## ACTIVITY
What is the number of lines below that contain the word "once"? Give only that number.

## EXTRACTED DATA
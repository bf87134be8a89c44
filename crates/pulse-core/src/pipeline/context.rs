use futures::future::join_all;
use uuid::Uuid;

use crate::{chains::Blockchain, metric::Metric};

/// Owns every metric instance created during one invocation.
///
/// Dropped at the end of the invocation, so nothing carries over between runs.
#[derive(Debug)]
pub struct RunContext {
    run_id: Uuid,
    blockchain: Blockchain,
    metrics: Vec<Metric>,
}

impl RunContext {
    #[must_use]
    pub fn new(blockchain: Blockchain) -> Self {
        Self { run_id: Uuid::new_v4(), blockchain, metrics: Vec::new() }
    }

    #[must_use]
    pub fn run_id(&self) -> Uuid {
        self.run_id
    }

    #[must_use]
    pub fn blockchain(&self) -> Blockchain {
        self.blockchain
    }

    pub fn register(&mut self, metrics: impl IntoIterator<Item = Metric>) {
        self.metrics.extend(metrics);
    }

    #[must_use]
    pub fn metrics(&self) -> &[Metric] {
        &self.metrics
    }

    /// Runs every metric concurrently and returns once all of them finished.
    pub async fn collect_all(&mut self) {
        join_all(self.metrics.iter_mut().map(|m| m.collect())).await;
    }

    /// Line-protocol lines for every metric that holds a value.
    #[must_use]
    pub fn rendered_lines(&self) -> Vec<String> {
        self.metrics.iter().filter_map(|m| m.influx_line().ok()).collect()
    }

    /// All rendered lines joined by `\n`. Empty when nothing was measured.
    #[must_use]
    pub fn payload(&self) -> String {
        self.rendered_lines().join("\n")
    }

    #[must_use]
    pub fn reported_count(&self) -> usize {
        self.metrics.iter().filter(|m| m.latest_value().is_some()).count()
    }

    #[must_use]
    pub fn failed_count(&self) -> usize {
        self.metrics.iter().filter(|m| m.is_failed()).count()
    }
}
//! Mock WebSocket server for block-subscription probes.
//!
//! Replies are scripted per received text message: the Nth text frame a client
//! sends (counted across all connections) is answered with the Nth scripted
//! batch. Messages with no batch left get no reply.

use futures_util::{SinkExt, StreamExt};
use serde_json::{json, Value};
use std::{collections::VecDeque, net::SocketAddr, sync::Arc};
use tokio::{
    net::{TcpListener, TcpStream},
    sync::{broadcast, Mutex},
    task::JoinHandle,
};
use tokio_tungstenite::{accept_async, tungstenite::Message};

type Script = Arc<Mutex<VecDeque<Vec<Message>>>>;

/// A mock WebSocket server for testing.
pub struct MockWebSocketServer {
    addr: SocketAddr,
    script: Script,
    received_messages: Arc<Mutex<Vec<Value>>>,
    server_handle: JoinHandle<()>,
    shutdown_tx: broadcast::Sender<()>,
}

impl MockWebSocketServer {
    /// Creates a new mock WebSocket server on a random available port.
    ///
    /// # Errors
    ///
    /// Returns an error if the server cannot bind to a local port or retrieve the bound address.
    pub async fn new() -> Result<Self, std::io::Error> {
        let listener = TcpListener::bind("127.0.0.1:0").await?;
        let addr = listener.local_addr()?;

        let script = Arc::new(Mutex::new(VecDeque::new()));
        let received_messages = Arc::new(Mutex::new(Vec::new()));
        let (shutdown_tx, _) = broadcast::channel(1);

        let server_handle = Self::spawn_server(
            listener,
            Arc::clone(&script),
            Arc::clone(&received_messages),
            shutdown_tx.subscribe(),
        );

        Ok(Self { addr, script, received_messages, server_handle, shutdown_tx })
    }

    fn spawn_server(
        listener: TcpListener,
        script: Script,
        received_messages: Arc<Mutex<Vec<Value>>>,
        mut shutdown_rx: broadcast::Receiver<()>,
    ) -> JoinHandle<()> {
        tokio::spawn(async move {
            loop {
                tokio::select! {
                    result = listener.accept() => {
                        if let Ok((stream, _)) = result {
                            tokio::spawn(Self::handle_connection(
                                stream,
                                Arc::clone(&script),
                                Arc::clone(&received_messages),
                            ));
                        }
                    }
                    _ = shutdown_rx.recv() => break,
                }
            }
        })
    }

    async fn handle_connection(
        stream: TcpStream,
        script: Script,
        received_messages: Arc<Mutex<Vec<Value>>>,
    ) {
        let Ok(ws_stream) = accept_async(stream).await else { return };
        let (mut write, mut read) = ws_stream.split();

        while let Some(result) = read.next().await {
            match result {
                Ok(Message::Text(text)) => {
                    let parsed = serde_json::from_str(text.as_str()).unwrap_or(Value::Null);
                    received_messages.lock().await.push(parsed);

                    let replies = script.lock().await.pop_front().unwrap_or_default();
                    for reply in replies {
                        if write.send(reply).await.is_err() {
                            return;
                        }
                    }
                }
                Ok(Message::Close(_)) | Err(_) => break,
                _ => {}
            }
        }
    }

    /// Returns the WebSocket URL for connecting to this server.
    #[must_use]
    pub fn url(&self) -> String {
        format!("ws://{}", self.addr)
    }

    /// Queues the messages sent in answer to the next unanswered client message.
    pub async fn reply_with(&self, messages: Vec<Value>) {
        let batch = messages.into_iter().map(|m| Message::Text(m.to_string().into())).collect();
        self.script.lock().await.push_back(batch);
    }

    /// Queues raw frames, e.g. a close frame.
    pub async fn reply_with_frames(&self, frames: Vec<Message>) {
        self.script.lock().await.push_back(frames);
    }

    /// Every text message received so far, parsed as JSON (`null` if it was not JSON).
    pub async fn received(&self) -> Vec<Value> {
        self.received_messages.lock().await.clone()
    }

    /// Methods of the received JSON-RPC requests, in order.
    pub async fn received_methods(&self) -> Vec<String> {
        self.received()
            .await
            .iter()
            .filter_map(|m| m.get("method").and_then(Value::as_str).map(str::to_string))
            .collect()
    }
}

impl Drop for MockWebSocketServer {
    fn drop(&mut self) {
        let _ = self.shutdown_tx.send(());
        self.server_handle.abort();
    }
}

/// Subscription acknowledgement carrying `subscription_id`.
#[must_use]
pub fn subscription_ack(subscription_id: Value) -> Value {
    json!({ "jsonrpc": "2.0", "id": 1, "result": subscription_id })
}

/// Response to an unsubscribe call.
#[must_use]
pub fn unsubscribe_ack(result: bool) -> Value {
    json!({ "jsonrpc": "2.0", "id": 1, "result": result })
}

/// EVM `newHeads` notification for a block produced at `timestamp`.
#[must_use]
pub fn new_heads_notification(block_hash: &str, timestamp: i64) -> Value {
    json!({
        "jsonrpc": "2.0",
        "method": "eth_subscription",
        "params": {
            "subscription": "0x9ce59a13059e417087c02d3236a0b9cc",
            "result": {
                "number": "0x1b4",
                "hash": block_hash,
                "parentHash": format!("0x{:064x}", 1),
                "timestamp": format!("0x{timestamp:x}"),
            }
        }
    })
}

/// Solana `blockNotification` for a block produced at `block_time`.
#[must_use]
pub fn solana_block_notification(blockhash: &str, block_time: i64) -> Value {
    json!({
        "jsonrpc": "2.0",
        "method": "blockNotification",
        "params": {
            "subscription": 42,
            "result": {
                "context": { "slot": 112_301_554 },
                "value": {
                    "slot": 112_301_554,
                    "block": {
                        "blockhash": blockhash,
                        "blockTime": block_time,
                        "blockHeight": 101_210_751,
                    },
                    "err": null
                }
            }
        }
    })
}

#[cfg(test)]
mod tests {
    use super::*;
    use tokio_tungstenite::connect_async;

    #[tokio::test]
    async fn test_replies_follow_script_order() {
        let server = MockWebSocketServer::new().await.unwrap();
        server.reply_with(vec![subscription_ack(json!("0xabc")), json!({"n": 1})]).await;
        server.reply_with(vec![unsubscribe_ack(true)]).await;

        let (mut ws, _) = connect_async(server.url()).await.unwrap();

        ws.send(Message::Text(json!({"method": "first"}).to_string().into())).await.unwrap();
        let first = ws.next().await.unwrap().unwrap();
        assert!(first.to_text().unwrap().contains("0xabc"));
        let second = ws.next().await.unwrap().unwrap();
        assert!(second.to_text().unwrap().contains("\"n\":1"));

        ws.send(Message::Text(json!({"method": "second"}).to_string().into())).await.unwrap();
        let third = ws.next().await.unwrap().unwrap();
        assert!(third.to_text().unwrap().contains("true"));

        assert_eq!(server.received_methods().await, ["first", "second"]);
    }
}
//! The endpoints document: which providers to probe, per blockchain.
//!
//! ```json
//! {
//!   "region": "us-east",
//!   "providers": [
//!     {
//!       "blockchain": "Ethereum",
//!       "name": "alchemy",
//!       "websocket_endpoint": "wss://eth-mainnet.example.com/ws/KEY",
//!       "http_endpoint": "https://eth-mainnet.example.com/v2/KEY",
//!       "data": {"to": "0x...", "data": "0x..."}
//!     }
//!   ]
//! }
//! ```

use serde::{Deserialize, Serialize};
use serde_json::Value;
use std::{
    path::{Path, PathBuf},
    sync::Arc,
};

use super::ConfigError;
use crate::{chains::Blockchain, registry::ProbeContext};

/// Environment variable holding the endpoints document as JSON.
pub const ENDPOINTS_ENV: &str = "ENDPOINTS";

#[derive(Debug, Clone, Default, PartialEq, Serialize, Deserialize)]
pub struct EndpointsDocument {
    #[serde(default)]
    pub providers: Vec<ProviderEndpoint>,

    /// Region of the providers, reported as `target_region`.
    #[serde(default, skip_serializing_if = "Option::is_none")]
    pub region: Option<String>,
}

#[derive(Debug, Clone, PartialEq, Serialize, Deserialize)]
pub struct ProviderEndpoint {
    /// Chain name, matched case-insensitively.
    pub blockchain: String,
    pub name: String,
    #[serde(default, skip_serializing_if = "Option::is_none")]
    pub websocket_endpoint: Option<String>,
    #[serde(default, skip_serializing_if = "Option::is_none")]
    pub http_endpoint: Option<String>,
    /// Provider-specific call data, e.g. the `eth_call` transaction.
    #[serde(default, skip_serializing_if = "Option::is_none")]
    pub data: Option<Value>,
    /// Overrides the document-level `region` for this provider.
    #[serde(default, skip_serializing_if = "Option::is_none")]
    pub region: Option<String>,
}

impl ProviderEndpoint {
    /// Factory parameters for this provider.
    #[must_use]
    pub fn probe_context(
        &self,
        source_region: Option<&str>,
        document_region: Option<&str>,
    ) -> ProbeContext {
        ProbeContext {
            provider: Some(self.name.clone()),
            source_region: source_region.map(str::to_string),
            target_region: self.region.as_deref().or(document_region).map(str::to_string),
            websocket_endpoint: self.websocket_endpoint.clone(),
            http_endpoint: self.http_endpoint.clone(),
            tx_data: self.data.clone(),
        }
    }
}

impl EndpointsDocument {
    /// # Errors
    ///
    /// Returns [`ConfigError::InvalidEndpoints`] when `json` is not a valid document.
    pub fn from_json(json: &str) -> Result<Self, ConfigError> {
        Ok(serde_json::from_str(json)?)
    }

    /// # Errors
    ///
    /// Returns [`ConfigError::Io`] if the file cannot be read, or
    /// [`ConfigError::InvalidEndpoints`] if it is not a valid document.
    pub fn from_file<P: AsRef<Path>>(path: P) -> Result<Self, ConfigError> {
        let path = path.as_ref();
        let json = std::fs::read_to_string(path)
            .map_err(|source| ConfigError::Io { path: path.to_path_buf(), source })?;
        Self::from_json(&json)
    }

    /// Reads the document from the `ENDPOINTS` environment variable.
    ///
    /// # Errors
    ///
    /// Returns [`ConfigError::MissingEndpoints`] if the variable is unset, or
    /// [`ConfigError::InvalidEndpoints`] if it is not a valid document.
    pub fn from_env() -> Result<Self, ConfigError> {
        let json = std::env::var(ENDPOINTS_ENV).map_err(|_| ConfigError::MissingEndpoints)?;
        Self::from_json(&json)
    }

    /// Providers configured for `blockchain`, in document order.
    pub fn providers_for(&self, blockchain: Blockchain) -> impl Iterator<Item = &ProviderEndpoint> {
        self.providers.iter().filter(move |p| blockchain.matches(&p.blockchain))
    }
}

/// Where an invocation reads its endpoints document from.
///
/// `Env` and `File` are re-read on every invocation so a long-running server
/// picks up changes without a restart.
#[derive(Debug, Clone)]
pub enum EndpointsSource {
    Env,
    File(PathBuf),
    Static(Arc<EndpointsDocument>),
}

impl EndpointsSource {
    /// # Errors
    ///
    /// Propagates the errors of the underlying loader.
    pub fn load(&self) -> Result<Arc<EndpointsDocument>, ConfigError> {
        match self {
            Self::Env => EndpointsDocument::from_env().map(Arc::new),
            Self::File(path) => EndpointsDocument::from_file(path).map(Arc::new),
            Self::Static(document) => Ok(Arc::clone(document)),
        }
    }
}
//! Main run loop for mirroring a bucket.

use crate::enumerate::enumerate_objects;
use crate::error::SyncError;
use crate::materialize::{materialize_object, Materialized};
use crate::store::ObjectStore;
use crate::types::{SyncConfig, SyncReport};
use tracing::info;

/// Mirrors every object under the configured prefix into the local tree.
///
/// This is the main entry point. It performs the following steps:
///
/// 1. Enumerates the bucket once, draining pagination and dropping
///    directory markers
/// 2. Materializes each object sequentially, one fully written before the
///    next begins
/// 3. Advances a progress bar by exactly one per object
///
/// A listing, fetch or write failure aborts the run; a failed image
/// transcode only downgrades that one object to a raw copy.
///
/// # Arguments
///
/// * `store` - The remote store to mirror from
/// * `config` - Mirror configuration
///
/// # Returns
///
/// A [`SyncReport`] with the final counters, or the first fatal error.
///
/// # Example
///
/// ```no_run
/// use s3mirror::{sync_bucket, S3Store, SyncConfig};
///
/// # async fn example() -> Result<(), Box<dyn std::error::Error>> {
/// let config = SyncConfig::new("my-photos").with_transcode(true);
/// let store = S3Store::connect(&config).await;
/// let report = sync_bucket(&store, &config).await?;
/// println!("mirrored {} objects", report.synced);
/// # Ok(())
/// # }
/// ```
pub async fn sync_bucket(
    store: &dyn ObjectStore,
    config: &SyncConfig,
) -> Result<SyncReport, SyncError> {
    let records = enumerate_objects(store, &config.bucket, &config.prefix).await?;
    let total = records.len() as u64;
    let total_bytes: u64 = records.iter().map(|r| r.size).sum();

    info!(
        "📦 Mirroring {} objects ({}) from s3://{}/{} to {}",
        total,
        indicatif::HumanBytes(total_bytes),
        config.bucket,
        config.prefix,
        config.local_dir.display()
    );

    let pb = indicatif::ProgressBar::new(total);
    pb.set_style(
        indicatif::ProgressStyle::default_bar()
            .template("{spinner:.cyan} [{bar:40.cyan/blue}] {pos}/{len} {msg} | {elapsed_precise} elapsed, ETA {eta_precise}")
            .unwrap()
            .progress_chars("█▓▒░ "),
    );
    pb.set_message("Downloading files");

    let mut report = SyncReport::default();

    for record in &records {
        pb.set_message(format!("| ⬇️  {}", record.key));

        match materialize_object(store, config, record).await? {
            Materialized::Skipped => continue,
            Materialized::Raw => {}
            Materialized::Transcoded => report.transcoded += 1,
            Materialized::Fallback => report.fallbacks += 1,
        }

        report.synced += 1;
        pb.inc(1);
    }

    pb.finish_with_message(format!(
        "✅ Mirrored {} objects to {}",
        report.synced,
        config.local_dir.display()
    ));

    Ok(report)
}
//! Bucket enumeration.

use crate::error::SyncError;
use crate::store::ObjectStore;
use crate::types::ObjectRecord;
use tracing::debug;

/// Checks whether a key is a directory marker.
///
/// Markers are zero-content folder placeholders whose key ends in the path
/// separator; they are never materialized and never counted.
pub fn is_directory_marker(key: &str) -> bool {
    key.ends_with('/')
}

/// Lists every object under `prefix`, excluding directory markers.
///
/// The listing is drained to completion up front, so the total used for
/// progress display and the records driving materialization come from the
/// same snapshot and can never disagree.
///
/// # Arguments
///
/// * `store` - The remote store to enumerate
/// * `bucket` - Bucket name
/// * `prefix` - Prefix filter (empty = whole bucket)
///
/// # Returns
///
/// All matching non-marker records, in the order the store yields them, or
/// an error if the listing fails.
pub async fn enumerate_objects(
    store: &dyn ObjectStore,
    bucket: &str,
    prefix: &str,
) -> Result<Vec<ObjectRecord>, SyncError> {
    let mut records = store.list_objects(bucket, prefix).await?;
    records.retain(|record| !is_directory_marker(&record.key));

    debug!(
        "Enumerated {} objects in s3://{}/{}",
        records.len(),
        bucket,
        prefix
    );
    Ok(records)
}

#[cfg(test)]
mod tests {
    use super::*;
    use crate::store::testing::{BrokenStore, MemStore};

    #[test]
    fn test_directory_marker_detection() {
        assert!(is_directory_marker("a/c/"));
        assert!(is_directory_marker("/"));
        assert!(!is_directory_marker("a/b.txt"));
        assert!(!is_directory_marker(""));
    }

    #[tokio::test]
    async fn test_markers_excluded_from_enumeration() {
        let store = MemStore::new([
            ("a/b.txt", b"hello".to_vec()),
            ("a/c/", Vec::new()),
            ("img/p.png", vec![1, 2, 3]),
        ]);

        let records = enumerate_objects(&store, "bucket", "").await.unwrap();
        let keys: Vec<&str> = records.iter().map(|r| r.key.as_str()).collect();

        assert_eq!(keys, vec!["a/b.txt", "img/p.png"]);
    }

    #[tokio::test]
    async fn test_prefix_filter() {
        let store = MemStore::new([
            ("a/b.txt", b"hello".to_vec()),
            ("img/p.png", vec![1, 2, 3]),
        ]);

        let records = enumerate_objects(&store, "bucket", "img/").await.unwrap();
        assert_eq!(records.len(), 1);
        assert_eq!(records[0].key, "img/p.png");
        assert_eq!(records[0].size, 3);
    }

    #[tokio::test]
    async fn test_listing_failure_is_surfaced() {
        let result = enumerate_objects(&BrokenStore, "bucket", "").await;
        assert!(matches!(result, Err(SyncError::List(_))));
    }
}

## EXERCISE OUTPUT
2